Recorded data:
==*==

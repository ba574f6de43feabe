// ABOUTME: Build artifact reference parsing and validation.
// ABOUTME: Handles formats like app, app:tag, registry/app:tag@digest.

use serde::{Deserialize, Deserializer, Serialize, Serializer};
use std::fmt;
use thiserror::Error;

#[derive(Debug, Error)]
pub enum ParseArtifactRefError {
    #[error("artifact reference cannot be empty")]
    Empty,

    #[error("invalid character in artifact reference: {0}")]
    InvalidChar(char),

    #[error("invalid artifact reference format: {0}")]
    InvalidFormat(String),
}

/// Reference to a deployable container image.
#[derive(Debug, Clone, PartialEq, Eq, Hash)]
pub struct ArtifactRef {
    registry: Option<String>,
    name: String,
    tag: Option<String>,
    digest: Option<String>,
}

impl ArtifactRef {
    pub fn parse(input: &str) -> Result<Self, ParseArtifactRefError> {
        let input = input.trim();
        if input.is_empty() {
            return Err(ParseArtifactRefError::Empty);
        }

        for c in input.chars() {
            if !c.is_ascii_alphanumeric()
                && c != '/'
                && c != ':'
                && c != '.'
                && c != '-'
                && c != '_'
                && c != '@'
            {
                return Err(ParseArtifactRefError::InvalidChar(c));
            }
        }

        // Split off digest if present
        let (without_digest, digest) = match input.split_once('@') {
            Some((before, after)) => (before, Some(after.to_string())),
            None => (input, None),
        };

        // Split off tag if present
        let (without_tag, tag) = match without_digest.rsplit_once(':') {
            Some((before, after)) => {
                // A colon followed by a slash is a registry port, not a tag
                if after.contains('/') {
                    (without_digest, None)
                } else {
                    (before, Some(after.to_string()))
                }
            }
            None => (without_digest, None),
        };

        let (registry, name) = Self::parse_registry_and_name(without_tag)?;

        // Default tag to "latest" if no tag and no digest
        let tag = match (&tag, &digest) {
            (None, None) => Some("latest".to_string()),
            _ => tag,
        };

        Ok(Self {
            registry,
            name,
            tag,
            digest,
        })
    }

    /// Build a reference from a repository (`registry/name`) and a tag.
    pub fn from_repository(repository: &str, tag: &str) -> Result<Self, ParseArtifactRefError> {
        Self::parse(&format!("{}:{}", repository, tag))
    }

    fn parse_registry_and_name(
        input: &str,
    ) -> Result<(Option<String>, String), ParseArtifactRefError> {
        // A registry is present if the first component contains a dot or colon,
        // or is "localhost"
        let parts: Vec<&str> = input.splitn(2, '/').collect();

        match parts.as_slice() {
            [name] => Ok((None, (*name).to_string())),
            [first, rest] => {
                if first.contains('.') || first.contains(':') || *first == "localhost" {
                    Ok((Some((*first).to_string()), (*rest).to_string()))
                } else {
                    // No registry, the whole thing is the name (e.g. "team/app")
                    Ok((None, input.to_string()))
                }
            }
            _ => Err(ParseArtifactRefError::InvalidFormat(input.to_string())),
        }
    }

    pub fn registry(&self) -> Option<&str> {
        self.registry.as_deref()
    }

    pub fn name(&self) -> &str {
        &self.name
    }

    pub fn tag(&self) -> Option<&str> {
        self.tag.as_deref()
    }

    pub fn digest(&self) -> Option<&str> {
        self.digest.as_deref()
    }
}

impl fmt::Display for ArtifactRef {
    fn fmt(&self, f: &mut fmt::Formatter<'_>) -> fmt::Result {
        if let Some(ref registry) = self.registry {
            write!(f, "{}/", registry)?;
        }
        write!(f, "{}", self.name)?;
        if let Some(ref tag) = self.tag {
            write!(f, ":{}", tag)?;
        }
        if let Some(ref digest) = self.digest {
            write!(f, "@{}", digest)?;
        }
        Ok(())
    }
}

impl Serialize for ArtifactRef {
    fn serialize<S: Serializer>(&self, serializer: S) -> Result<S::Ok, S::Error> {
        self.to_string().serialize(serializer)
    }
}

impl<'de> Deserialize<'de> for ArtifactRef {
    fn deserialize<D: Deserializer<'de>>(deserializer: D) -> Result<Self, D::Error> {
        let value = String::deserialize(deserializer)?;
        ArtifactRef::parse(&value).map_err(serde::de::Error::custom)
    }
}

==*==

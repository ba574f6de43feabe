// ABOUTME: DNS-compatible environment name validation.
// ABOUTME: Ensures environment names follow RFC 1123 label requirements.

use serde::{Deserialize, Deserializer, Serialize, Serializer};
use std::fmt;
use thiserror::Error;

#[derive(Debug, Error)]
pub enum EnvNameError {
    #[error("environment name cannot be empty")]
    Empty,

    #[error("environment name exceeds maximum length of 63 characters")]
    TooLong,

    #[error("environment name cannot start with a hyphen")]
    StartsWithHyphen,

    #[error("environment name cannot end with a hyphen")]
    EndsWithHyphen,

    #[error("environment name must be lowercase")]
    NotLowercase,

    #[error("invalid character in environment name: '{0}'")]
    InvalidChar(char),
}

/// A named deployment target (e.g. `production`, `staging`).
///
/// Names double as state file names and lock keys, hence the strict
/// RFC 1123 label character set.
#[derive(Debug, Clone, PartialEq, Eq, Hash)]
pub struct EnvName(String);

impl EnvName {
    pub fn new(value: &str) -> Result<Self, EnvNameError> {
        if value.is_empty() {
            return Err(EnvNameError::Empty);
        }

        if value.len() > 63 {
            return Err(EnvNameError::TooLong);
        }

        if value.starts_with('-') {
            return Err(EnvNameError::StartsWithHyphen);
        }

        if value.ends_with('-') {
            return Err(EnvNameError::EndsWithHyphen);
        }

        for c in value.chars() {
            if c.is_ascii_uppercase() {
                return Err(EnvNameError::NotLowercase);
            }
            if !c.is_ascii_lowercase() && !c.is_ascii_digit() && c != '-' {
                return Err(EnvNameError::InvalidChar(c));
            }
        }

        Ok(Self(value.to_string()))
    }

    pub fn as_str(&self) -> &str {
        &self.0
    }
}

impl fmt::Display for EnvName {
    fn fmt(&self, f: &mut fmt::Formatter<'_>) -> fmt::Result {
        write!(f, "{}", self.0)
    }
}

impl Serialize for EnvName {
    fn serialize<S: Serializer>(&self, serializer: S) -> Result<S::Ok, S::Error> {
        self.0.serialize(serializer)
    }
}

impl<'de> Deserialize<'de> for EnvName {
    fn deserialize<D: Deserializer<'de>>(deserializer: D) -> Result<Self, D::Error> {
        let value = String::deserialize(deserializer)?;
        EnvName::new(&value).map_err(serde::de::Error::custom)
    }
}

==*==

Please show the lines in the entries above that hold the string "enum".

◆ Solution to this exercise
pub enum ParseArtifactRefError {
pub enum EnvNameError {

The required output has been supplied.